+++ Material provided +++
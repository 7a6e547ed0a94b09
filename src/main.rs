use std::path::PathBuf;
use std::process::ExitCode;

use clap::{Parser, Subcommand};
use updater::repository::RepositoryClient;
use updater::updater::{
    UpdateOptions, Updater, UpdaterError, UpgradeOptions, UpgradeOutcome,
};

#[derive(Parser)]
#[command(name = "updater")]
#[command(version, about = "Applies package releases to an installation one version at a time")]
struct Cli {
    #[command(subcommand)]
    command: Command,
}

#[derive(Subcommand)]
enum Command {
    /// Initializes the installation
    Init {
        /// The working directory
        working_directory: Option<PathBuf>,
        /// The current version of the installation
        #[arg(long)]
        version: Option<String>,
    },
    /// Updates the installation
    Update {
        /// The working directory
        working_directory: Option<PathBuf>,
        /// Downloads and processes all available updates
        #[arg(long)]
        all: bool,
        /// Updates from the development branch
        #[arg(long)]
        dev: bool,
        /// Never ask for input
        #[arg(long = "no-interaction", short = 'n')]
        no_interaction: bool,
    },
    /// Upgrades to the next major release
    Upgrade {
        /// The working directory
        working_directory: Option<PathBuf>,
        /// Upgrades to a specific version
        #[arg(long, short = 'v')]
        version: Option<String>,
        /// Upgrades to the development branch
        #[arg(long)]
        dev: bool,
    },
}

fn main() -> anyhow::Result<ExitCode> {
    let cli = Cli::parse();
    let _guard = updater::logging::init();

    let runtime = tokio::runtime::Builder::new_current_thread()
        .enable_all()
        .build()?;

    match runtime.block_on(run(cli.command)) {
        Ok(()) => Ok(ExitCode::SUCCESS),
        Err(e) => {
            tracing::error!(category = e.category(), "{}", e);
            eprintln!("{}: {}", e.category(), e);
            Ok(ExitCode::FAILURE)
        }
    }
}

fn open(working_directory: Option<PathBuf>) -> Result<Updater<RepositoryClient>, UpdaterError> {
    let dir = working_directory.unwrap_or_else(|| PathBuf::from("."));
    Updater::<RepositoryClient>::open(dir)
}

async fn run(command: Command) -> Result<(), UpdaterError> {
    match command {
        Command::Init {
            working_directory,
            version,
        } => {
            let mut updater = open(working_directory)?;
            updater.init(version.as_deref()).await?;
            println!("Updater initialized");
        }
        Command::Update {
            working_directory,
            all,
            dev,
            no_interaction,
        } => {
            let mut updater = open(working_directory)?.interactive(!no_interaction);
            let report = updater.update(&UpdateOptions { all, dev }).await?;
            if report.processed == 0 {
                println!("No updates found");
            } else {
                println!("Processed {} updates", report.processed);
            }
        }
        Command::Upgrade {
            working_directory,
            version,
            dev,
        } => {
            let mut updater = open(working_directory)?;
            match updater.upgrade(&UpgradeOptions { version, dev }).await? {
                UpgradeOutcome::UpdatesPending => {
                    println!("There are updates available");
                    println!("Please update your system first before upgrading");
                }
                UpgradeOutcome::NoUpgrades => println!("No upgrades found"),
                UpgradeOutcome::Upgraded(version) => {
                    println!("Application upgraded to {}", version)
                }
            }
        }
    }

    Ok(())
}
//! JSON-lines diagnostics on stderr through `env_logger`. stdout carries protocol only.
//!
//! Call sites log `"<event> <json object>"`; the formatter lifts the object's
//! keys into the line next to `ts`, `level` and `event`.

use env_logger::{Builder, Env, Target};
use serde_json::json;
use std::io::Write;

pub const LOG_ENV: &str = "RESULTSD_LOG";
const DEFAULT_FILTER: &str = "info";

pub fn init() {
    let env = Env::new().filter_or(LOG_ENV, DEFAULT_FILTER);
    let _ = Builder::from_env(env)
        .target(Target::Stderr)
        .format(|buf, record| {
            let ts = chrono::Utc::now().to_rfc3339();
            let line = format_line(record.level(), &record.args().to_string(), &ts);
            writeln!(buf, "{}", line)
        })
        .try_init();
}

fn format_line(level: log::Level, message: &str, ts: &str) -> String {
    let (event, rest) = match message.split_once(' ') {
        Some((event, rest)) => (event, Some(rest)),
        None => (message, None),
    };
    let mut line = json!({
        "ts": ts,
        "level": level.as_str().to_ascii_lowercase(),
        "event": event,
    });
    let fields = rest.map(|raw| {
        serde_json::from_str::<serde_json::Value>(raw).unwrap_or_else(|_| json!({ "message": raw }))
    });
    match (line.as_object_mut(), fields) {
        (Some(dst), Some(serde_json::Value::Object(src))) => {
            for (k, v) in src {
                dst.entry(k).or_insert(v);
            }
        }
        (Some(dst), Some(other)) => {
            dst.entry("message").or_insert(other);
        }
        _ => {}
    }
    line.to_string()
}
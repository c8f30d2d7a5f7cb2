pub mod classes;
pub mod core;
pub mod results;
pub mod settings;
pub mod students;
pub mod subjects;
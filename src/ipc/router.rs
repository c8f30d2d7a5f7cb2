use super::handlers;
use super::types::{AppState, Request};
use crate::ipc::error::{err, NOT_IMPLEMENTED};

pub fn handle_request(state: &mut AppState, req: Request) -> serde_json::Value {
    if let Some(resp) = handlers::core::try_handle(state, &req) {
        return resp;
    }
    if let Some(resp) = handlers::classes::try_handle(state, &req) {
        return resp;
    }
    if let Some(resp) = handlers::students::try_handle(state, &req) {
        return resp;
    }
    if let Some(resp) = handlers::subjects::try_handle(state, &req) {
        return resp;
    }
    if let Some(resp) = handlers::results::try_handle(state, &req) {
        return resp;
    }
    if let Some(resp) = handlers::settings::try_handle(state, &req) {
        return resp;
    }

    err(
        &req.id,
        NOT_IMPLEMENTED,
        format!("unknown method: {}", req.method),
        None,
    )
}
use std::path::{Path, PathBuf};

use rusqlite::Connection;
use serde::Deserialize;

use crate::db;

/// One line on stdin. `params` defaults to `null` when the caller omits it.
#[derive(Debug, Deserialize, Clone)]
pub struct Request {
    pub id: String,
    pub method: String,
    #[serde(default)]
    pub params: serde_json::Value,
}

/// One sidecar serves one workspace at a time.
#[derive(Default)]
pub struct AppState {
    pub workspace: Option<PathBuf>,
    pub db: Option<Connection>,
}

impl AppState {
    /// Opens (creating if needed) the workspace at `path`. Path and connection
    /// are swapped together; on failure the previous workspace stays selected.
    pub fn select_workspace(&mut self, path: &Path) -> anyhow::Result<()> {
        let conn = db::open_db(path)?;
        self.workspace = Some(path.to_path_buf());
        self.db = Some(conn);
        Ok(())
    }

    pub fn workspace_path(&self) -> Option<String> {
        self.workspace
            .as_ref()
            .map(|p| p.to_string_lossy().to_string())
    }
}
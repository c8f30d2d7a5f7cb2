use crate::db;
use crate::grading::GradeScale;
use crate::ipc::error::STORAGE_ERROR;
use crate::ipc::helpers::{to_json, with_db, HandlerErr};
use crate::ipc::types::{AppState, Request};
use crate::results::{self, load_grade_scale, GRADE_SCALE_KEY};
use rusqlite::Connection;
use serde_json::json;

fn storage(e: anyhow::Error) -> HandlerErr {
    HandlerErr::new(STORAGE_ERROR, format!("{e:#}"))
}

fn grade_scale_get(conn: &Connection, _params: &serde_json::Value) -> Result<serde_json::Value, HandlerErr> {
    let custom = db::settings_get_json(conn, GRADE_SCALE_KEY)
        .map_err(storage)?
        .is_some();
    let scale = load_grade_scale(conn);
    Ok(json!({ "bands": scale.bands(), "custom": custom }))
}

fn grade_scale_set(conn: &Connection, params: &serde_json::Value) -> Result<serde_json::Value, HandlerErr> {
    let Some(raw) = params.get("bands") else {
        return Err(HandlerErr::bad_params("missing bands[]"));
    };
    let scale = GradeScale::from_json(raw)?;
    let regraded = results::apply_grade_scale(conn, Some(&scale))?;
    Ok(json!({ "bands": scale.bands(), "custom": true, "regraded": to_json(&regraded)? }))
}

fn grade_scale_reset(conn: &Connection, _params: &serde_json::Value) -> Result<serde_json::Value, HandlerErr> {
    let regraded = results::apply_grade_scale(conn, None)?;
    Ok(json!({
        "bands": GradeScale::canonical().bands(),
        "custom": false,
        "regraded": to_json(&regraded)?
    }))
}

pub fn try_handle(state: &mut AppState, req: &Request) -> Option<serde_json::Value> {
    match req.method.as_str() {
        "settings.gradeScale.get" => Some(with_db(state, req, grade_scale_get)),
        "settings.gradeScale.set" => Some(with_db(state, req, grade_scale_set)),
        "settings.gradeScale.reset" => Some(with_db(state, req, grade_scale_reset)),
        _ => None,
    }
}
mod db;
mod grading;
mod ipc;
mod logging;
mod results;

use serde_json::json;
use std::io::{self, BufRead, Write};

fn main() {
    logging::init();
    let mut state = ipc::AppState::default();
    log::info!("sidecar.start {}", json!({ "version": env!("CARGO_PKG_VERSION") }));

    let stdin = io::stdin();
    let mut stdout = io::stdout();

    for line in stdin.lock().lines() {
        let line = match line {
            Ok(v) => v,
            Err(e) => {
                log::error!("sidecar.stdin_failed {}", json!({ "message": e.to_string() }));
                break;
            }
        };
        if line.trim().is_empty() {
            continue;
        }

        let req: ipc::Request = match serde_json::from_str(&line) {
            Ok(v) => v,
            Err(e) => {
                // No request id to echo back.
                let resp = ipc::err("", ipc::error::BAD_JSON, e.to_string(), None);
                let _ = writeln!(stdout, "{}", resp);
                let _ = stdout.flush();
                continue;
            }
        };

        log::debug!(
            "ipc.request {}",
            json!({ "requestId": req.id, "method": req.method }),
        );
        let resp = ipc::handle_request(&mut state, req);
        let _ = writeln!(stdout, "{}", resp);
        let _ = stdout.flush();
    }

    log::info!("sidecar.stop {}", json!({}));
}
+++
- _Problem to work on_: Whenever the word "PathBuf" appears in a line above, copy that line.

- _Result for this task_:
use std::path::PathBuf;
        working_directory: Option<PathBuf>,
        working_directory: Option<PathBuf>,
        working_directory: Option<PathBuf>,
fn open(working_directory: Option<PathBuf>) -> Result<Updater<RepositoryClient>, UpdaterError> {
    let dir = working_directory.unwrap_or_else(|| PathBuf::from("."));
use std::path::{Path, PathBuf};
    pub workspace: Option<PathBuf>,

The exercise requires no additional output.